TNF blockade induces a dysregulated type I interferon response without autoimmunity in paradoxical psoriasis

French, Lars E.,

Belkhodja, Cyrine,

Demaria, Olivier,

Mylonas, Alessio,

Vernez, Maxime,

Gilliet, Michel,

Lapointe, Anne-Karine,

Di Domizio, Jeremy,

Conrad, Curdin,

Navarini, Alexander A.

2018

Overview

Although anti-tumor necrosis factor (TNF) agents are highly effective in the treatment of psoriasis, 2–5% of treated patients develop psoriasis-like skin lesions called paradoxical psoriasis. The pathogenesis of this side effect and its distinction from classical psoriasis remain unknown. Here we show that skin lesions from patients with paradoxical psoriasis are characterized by a selective overexpression of type I interferons, dermal accumulation of plasmacytoid dendritic cells (pDC), and reduced T-cell numbers, when compared to classical psoriasis. Anti-TNF treatment prolongs type I interferon production by pDCs through inhibition of their maturation.
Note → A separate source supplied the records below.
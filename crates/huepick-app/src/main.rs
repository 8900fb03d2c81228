//! HuePick - command-line color picker
//!
//! Converts colors between models, renders the hue/saturation gradient and
//! averages regions of raw RGBA images.

mod config;
mod report;

use std::path::PathBuf;

use anyhow::{Context, Result};
use clap::{Parser, Subcommand};
use huepick_canvas::{average_pixel, hue_saturation_gradient, PixelBuffer, Region};
use serde::Serialize;
use tracing::{debug, info};
use tracing_subscriber::{EnvFilter, FmtSubscriber};

use config::{AppConfig, LOG_ENV};
use report::{AverageReport, ColorReport, InputModel};

#[derive(Parser)]
#[command(name = "huepick")]
#[command(version, about = "Pick, convert and inspect colors")]
struct Cli {
    /// Config file (defaults to <config dir>/huepick/config.json)
    #[arg(long, global = true)]
    config: Option<PathBuf>,

    #[command(subcommand)]
    command: Commands,
}

#[derive(Subcommand)]
enum Commands {
    /// Show a color in every model
    Convert {
        /// Model of the input values
        #[arg(value_enum)]
        model: InputModel,

        /// The three components of the color
        #[arg(num_args = 3, required = true, allow_negative_numbers = true)]
        values: Vec<String>,

        /// Print JSON instead of text
        #[arg(long)]
        json: bool,
    },
    /// Render the hue/saturation gradient as raw RGBA bytes
    Gradient {
        #[arg(long)]
        width: Option<u32>,

        #[arg(long)]
        height: Option<u32>,

        /// Output file
        #[arg(short, long)]
        output: PathBuf,
    },
    /// Average the pixels of a raw RGBA image
    Average {
        /// Raw RGBA8 input file
        input: PathBuf,

        #[arg(long)]
        width: u32,

        #[arg(long)]
        height: u32,

        /// Only average this chunk, as X,Y,WIDTH,HEIGHT
        #[arg(long)]
        region: Option<Region>,

        /// Print JSON instead of text
        #[arg(long)]
        json: bool,
    },
    /// Print the effective configuration as JSON
    Config,
}

fn main() -> Result<()> {
    let cli = Cli::parse();

    let config_path = AppConfig::resolve_path(cli.config.as_deref());
    let config = AppConfig::load(config_path.as_deref())?;

    init_logging(&config)?;
    match &config_path {
        Some(path) => debug!("Loaded config from {}", path.display()),
        None => debug!("Using default config"),
    }

    match cli.command {
        Commands::Convert {
            model,
            values,
            json,
        } => {
            let report = ColorReport::parse(model, &values)?;
            print_report(&report, json || config.json_output)?;
        }
        Commands::Gradient {
            width,
            height,
            output,
        } => {
            let width = width.unwrap_or(config.gradient.width);
            let height = height.unwrap_or(config.gradient.height);
            let pixels = hue_saturation_gradient(width, height)?;
            std::fs::write(&output, pixels.as_bytes())
                .with_context(|| format!("failed to write {}", output.display()))?;
            info!("Wrote {}x{} gradient to {}", width, height, output.display());
        }
        Commands::Average {
            input,
            width,
            height,
            region,
            json,
        } => {
            let data = std::fs::read(&input)
                .with_context(|| format!("failed to read {}", input.display()))?;
            let mut pixels = PixelBuffer::from_raw(width, height, data)
                .with_context(|| {
                    format!("{} is not a {}x{} RGBA image", input.display(), width, height)
                })?;
            if let Some(region) = region {
                pixels = pixels.region(region)?;
            }
            let report = AverageReport::new(average_pixel(&pixels)?);
            print_report(&report, json || config.json_output)?;
        }
        Commands::Config => {
            println!("{}", String::from_utf8_lossy(&config.to_json()?));
        }
    }

    Ok(())
}

/// Install the global subscriber. `HUEPICK_LOG` wins over the config file.
/// Logs go to stderr so reports on stdout stay machine-readable.
fn init_logging(config: &AppConfig) -> Result<()> {
    let filter = match EnvFilter::try_from_env(LOG_ENV) {
        Ok(filter) => filter,
        Err(_) => EnvFilter::try_new(&config.log_filter)
            .with_context(|| format!("invalid log filter {:?}", config.log_filter))?,
    };
    let subscriber = FmtSubscriber::builder()
        .with_env_filter(filter)
        .with_writer(std::io::stderr)
        .finish();
    tracing::subscriber::set_global_default(subscriber)?;
    Ok(())
}

fn print_report<T: Serialize + std::fmt::Display>(report: &T, json: bool) -> Result<()> {
    if json {
        println!("{}", serde_json::to_string_pretty(report)?);
    } else {
        println!("{report}");
    }
    Ok(())
}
The resulting type I interferon overexpression is responsible for the skin phenotype of paradoxical psoriasis, which, unlike classical psoriasis, is independent of T cells. These findings indicate that paradoxical psoriasis represents an ongoing overactive innate inflammatory process, driven by pDC-derived type I interferon that does not lead to T-cell autoimmunity. The pathogenesis of paradoxical psoriasis in patients receiving anti-TNF treatments for classical psoriasis is unclear. Here, the authors show that anti-TNF drugs enhance the production of type I interferon by plasmacytoid dendritic cells, causing skin lesions that, unlike classical psoriasis, lack T- cell autoimmunity.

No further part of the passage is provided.